[Opening DATA PROVIDED section]

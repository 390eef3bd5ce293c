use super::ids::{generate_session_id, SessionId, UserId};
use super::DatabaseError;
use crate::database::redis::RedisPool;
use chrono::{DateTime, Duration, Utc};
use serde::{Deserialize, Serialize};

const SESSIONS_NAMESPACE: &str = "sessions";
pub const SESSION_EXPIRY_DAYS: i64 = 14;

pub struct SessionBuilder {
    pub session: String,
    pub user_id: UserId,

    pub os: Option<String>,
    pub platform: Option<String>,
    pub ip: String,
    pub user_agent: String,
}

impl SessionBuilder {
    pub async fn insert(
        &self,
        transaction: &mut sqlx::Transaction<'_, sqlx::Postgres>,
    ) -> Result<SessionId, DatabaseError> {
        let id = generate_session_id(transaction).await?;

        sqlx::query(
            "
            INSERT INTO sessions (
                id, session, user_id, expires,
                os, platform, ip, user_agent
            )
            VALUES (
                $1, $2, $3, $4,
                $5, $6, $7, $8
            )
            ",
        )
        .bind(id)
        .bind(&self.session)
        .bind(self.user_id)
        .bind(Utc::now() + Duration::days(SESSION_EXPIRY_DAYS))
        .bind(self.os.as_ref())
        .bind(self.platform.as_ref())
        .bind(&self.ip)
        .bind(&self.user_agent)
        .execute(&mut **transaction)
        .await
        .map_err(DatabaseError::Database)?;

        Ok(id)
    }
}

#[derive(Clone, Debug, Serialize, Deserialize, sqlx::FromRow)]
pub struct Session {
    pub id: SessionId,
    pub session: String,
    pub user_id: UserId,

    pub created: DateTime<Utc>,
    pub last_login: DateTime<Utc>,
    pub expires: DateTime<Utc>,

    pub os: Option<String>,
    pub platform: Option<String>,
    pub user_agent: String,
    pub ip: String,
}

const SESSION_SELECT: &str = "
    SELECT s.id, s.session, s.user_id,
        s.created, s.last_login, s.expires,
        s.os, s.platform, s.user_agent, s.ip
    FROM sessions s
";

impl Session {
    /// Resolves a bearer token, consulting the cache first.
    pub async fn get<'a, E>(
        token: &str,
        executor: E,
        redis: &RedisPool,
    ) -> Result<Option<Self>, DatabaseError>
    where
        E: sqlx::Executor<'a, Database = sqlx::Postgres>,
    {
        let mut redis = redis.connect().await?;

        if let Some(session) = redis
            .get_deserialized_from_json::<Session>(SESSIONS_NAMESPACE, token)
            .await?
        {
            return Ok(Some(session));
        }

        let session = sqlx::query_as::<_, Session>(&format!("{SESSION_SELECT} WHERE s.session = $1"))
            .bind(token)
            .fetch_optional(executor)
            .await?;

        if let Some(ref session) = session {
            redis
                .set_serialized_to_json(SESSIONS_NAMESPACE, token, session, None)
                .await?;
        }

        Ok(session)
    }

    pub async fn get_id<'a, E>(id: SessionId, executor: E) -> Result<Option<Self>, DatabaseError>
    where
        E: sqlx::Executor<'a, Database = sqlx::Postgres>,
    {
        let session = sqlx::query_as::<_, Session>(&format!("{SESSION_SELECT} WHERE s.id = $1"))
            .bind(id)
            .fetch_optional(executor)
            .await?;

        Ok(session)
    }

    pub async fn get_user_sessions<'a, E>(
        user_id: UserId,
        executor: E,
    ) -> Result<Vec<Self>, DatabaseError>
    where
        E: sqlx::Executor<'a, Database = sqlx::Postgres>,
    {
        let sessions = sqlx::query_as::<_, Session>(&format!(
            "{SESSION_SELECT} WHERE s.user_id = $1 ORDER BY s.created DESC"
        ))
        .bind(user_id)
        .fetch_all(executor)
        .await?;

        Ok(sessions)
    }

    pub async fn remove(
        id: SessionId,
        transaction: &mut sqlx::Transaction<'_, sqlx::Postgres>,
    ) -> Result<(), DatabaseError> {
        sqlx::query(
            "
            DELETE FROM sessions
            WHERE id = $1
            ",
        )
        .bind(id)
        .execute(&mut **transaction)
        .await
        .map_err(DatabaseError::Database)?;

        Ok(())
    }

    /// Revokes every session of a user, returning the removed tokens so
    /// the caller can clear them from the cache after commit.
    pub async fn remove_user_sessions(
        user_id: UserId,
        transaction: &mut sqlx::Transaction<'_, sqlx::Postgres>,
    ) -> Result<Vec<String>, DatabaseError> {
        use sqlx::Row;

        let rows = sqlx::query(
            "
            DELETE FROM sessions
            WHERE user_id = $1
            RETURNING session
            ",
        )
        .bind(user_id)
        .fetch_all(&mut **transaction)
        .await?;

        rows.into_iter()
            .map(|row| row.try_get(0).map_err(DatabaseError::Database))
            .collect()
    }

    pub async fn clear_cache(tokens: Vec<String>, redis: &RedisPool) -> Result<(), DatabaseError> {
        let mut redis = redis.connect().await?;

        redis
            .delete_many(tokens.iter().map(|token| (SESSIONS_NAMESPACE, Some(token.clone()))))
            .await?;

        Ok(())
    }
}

[Closing DATA PROVIDED section]
[Opening DATA PROVIDED section]

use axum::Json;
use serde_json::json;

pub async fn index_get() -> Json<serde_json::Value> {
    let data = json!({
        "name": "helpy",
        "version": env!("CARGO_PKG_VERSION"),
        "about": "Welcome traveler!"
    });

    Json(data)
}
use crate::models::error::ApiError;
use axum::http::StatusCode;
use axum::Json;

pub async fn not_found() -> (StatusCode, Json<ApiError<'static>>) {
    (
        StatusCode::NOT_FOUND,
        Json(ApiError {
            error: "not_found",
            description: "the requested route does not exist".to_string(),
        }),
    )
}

[Closing DATA PROVIDED section]

• _WHAT YOU WILL DO_
Retrieve all lines from the data that contain the string "const".

• _ANSWER FOR THE TASK_
const SESSIONS_NAMESPACE: &str = "sessions";
pub const SESSION_EXPIRY_DAYS: i64 = 14;
const SESSION_SELECT: &str = "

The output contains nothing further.